**The problem:** The lines to copy are those in the records below that hold the word "encodings".

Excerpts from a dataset
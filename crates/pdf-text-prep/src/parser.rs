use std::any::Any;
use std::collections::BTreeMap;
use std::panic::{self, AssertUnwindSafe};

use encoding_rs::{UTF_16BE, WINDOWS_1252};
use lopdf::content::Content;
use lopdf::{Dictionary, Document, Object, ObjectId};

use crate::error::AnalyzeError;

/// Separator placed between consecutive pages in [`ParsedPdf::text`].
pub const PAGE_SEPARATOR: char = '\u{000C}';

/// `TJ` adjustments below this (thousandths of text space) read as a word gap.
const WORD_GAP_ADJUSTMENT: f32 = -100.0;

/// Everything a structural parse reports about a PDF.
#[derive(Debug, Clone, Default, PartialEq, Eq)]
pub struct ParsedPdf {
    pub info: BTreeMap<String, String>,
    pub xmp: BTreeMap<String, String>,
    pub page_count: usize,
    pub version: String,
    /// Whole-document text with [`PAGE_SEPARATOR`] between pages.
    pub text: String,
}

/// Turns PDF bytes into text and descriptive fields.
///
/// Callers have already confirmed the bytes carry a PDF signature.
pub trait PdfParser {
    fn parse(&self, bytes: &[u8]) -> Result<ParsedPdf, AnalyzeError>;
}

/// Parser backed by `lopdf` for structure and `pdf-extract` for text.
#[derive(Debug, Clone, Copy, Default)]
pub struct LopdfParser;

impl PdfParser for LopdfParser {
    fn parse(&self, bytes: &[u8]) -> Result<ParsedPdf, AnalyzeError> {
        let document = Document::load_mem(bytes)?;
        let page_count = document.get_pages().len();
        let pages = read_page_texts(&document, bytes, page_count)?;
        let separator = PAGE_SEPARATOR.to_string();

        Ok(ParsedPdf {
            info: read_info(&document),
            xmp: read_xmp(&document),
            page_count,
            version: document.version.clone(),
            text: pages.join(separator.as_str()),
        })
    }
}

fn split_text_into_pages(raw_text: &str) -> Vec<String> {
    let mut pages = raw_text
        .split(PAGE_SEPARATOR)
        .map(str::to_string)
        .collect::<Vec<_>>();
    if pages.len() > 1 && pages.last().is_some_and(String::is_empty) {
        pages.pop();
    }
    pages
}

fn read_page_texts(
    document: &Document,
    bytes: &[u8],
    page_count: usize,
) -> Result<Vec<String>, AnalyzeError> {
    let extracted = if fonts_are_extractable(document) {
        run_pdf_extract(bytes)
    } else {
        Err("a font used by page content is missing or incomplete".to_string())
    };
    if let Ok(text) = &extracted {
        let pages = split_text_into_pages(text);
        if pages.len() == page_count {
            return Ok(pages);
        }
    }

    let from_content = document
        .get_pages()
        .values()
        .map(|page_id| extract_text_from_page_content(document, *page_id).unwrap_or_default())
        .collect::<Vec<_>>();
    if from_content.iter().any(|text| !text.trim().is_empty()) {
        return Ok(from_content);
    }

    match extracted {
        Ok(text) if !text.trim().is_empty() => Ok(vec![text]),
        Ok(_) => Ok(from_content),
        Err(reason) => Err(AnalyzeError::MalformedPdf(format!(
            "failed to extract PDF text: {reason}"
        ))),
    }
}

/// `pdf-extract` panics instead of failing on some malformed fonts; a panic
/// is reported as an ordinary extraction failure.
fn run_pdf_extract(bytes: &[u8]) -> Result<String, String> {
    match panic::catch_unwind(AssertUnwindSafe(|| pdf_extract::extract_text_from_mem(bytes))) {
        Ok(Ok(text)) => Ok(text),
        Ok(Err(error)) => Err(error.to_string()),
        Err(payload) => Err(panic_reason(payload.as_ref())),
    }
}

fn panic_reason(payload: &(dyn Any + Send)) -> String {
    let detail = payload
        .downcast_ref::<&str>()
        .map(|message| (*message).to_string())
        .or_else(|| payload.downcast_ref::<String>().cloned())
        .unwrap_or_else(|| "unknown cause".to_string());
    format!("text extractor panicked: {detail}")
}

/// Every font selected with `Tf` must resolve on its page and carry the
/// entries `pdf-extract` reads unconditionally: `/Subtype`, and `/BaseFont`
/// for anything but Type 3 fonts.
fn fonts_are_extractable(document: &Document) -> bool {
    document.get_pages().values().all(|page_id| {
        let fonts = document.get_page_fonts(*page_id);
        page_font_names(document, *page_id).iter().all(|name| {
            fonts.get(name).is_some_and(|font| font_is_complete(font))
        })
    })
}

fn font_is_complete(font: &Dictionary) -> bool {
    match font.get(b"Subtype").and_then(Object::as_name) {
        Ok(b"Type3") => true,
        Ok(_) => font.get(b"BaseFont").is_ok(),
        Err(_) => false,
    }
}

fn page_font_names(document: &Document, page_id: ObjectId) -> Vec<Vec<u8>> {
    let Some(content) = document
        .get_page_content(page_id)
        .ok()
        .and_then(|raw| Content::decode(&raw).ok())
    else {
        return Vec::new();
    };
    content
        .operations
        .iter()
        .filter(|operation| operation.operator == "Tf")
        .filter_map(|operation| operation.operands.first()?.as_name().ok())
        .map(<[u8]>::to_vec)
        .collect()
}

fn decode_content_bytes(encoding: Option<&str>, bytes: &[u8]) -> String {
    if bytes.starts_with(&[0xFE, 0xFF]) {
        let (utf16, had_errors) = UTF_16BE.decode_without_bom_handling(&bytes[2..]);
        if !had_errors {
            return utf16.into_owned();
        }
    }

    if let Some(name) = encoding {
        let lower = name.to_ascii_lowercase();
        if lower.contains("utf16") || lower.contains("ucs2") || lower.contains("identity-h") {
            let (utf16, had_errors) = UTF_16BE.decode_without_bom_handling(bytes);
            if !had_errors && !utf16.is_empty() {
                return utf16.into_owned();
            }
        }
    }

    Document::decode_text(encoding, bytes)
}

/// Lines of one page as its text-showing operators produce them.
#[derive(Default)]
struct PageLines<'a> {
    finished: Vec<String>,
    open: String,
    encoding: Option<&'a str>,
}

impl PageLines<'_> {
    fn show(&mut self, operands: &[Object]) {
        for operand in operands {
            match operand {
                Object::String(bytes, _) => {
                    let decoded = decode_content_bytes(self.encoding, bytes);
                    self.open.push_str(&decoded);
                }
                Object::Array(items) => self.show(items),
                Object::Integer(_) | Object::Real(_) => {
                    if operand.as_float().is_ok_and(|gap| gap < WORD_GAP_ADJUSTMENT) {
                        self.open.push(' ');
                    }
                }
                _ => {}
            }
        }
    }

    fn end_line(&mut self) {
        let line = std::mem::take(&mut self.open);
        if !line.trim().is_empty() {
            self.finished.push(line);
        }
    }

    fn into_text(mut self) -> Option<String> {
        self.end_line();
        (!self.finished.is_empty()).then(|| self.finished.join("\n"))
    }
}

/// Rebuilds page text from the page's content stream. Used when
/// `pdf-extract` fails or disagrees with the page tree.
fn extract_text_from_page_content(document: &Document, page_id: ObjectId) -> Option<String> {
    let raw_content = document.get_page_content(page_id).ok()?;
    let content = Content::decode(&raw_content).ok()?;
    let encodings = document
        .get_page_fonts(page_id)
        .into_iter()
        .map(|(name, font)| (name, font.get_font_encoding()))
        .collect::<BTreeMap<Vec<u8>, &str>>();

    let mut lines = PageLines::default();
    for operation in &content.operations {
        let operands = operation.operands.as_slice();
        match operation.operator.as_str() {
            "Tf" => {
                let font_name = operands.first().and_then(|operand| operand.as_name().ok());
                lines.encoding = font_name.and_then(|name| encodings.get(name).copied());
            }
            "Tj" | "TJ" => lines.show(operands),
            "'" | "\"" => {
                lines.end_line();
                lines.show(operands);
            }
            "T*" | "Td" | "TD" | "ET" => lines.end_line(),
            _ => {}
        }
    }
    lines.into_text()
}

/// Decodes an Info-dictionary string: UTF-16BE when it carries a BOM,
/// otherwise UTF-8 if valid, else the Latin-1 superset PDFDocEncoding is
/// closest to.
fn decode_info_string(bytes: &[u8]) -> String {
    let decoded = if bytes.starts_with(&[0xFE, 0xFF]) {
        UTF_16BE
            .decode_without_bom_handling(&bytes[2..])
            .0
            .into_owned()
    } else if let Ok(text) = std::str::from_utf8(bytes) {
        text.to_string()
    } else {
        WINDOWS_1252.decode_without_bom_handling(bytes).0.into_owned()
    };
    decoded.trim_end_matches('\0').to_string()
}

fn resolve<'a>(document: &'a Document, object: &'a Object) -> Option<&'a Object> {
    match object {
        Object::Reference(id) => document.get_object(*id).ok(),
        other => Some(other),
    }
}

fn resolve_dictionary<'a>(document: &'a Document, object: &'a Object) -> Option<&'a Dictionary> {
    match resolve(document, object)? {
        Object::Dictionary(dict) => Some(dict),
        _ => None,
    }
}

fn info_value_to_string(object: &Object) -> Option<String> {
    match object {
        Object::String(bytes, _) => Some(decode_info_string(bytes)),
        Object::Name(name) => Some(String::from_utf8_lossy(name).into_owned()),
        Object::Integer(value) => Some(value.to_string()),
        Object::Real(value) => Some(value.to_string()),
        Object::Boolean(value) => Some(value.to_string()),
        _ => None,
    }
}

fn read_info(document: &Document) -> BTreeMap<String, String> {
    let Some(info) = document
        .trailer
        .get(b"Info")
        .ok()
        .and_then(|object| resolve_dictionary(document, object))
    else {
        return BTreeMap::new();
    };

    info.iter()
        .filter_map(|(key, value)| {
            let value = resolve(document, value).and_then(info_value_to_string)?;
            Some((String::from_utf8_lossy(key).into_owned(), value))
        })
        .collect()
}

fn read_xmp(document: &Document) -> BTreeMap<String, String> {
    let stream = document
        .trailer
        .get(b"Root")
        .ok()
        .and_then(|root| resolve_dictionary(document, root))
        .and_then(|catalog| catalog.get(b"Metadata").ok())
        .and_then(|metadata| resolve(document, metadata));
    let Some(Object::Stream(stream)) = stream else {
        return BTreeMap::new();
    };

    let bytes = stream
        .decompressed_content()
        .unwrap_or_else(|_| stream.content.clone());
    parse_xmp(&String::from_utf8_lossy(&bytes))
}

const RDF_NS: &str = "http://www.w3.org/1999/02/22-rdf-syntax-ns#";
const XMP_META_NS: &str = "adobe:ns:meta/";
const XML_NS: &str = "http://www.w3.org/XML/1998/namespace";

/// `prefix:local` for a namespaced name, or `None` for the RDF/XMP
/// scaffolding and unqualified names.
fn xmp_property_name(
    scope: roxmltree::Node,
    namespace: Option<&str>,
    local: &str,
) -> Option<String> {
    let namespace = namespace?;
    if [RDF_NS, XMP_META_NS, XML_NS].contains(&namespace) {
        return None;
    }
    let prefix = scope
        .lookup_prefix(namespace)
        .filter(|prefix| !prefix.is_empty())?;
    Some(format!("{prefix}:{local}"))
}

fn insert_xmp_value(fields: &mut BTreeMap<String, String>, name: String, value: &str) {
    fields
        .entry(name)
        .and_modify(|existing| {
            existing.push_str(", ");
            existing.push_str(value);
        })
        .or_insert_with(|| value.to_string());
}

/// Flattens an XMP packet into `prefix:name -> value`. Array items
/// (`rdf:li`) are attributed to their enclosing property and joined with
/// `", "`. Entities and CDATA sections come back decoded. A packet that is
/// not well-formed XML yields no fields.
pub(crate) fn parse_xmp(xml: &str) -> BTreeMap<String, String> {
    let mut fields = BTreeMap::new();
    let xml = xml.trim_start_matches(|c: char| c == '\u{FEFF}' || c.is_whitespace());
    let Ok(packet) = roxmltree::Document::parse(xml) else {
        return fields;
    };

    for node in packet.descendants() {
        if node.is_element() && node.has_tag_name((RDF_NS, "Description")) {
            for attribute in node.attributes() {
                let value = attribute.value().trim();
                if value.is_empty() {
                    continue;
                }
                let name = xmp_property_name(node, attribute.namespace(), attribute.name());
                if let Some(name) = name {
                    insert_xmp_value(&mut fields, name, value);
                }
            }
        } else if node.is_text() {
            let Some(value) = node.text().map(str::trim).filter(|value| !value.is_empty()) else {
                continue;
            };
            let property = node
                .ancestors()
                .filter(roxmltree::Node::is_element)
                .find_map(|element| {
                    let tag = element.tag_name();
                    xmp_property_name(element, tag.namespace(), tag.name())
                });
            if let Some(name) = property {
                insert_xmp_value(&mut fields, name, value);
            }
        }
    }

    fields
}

**Answer to this task:**
    let encodings = document
                lines.encoding = font_name.and_then(|name| encodings.get(name).copied());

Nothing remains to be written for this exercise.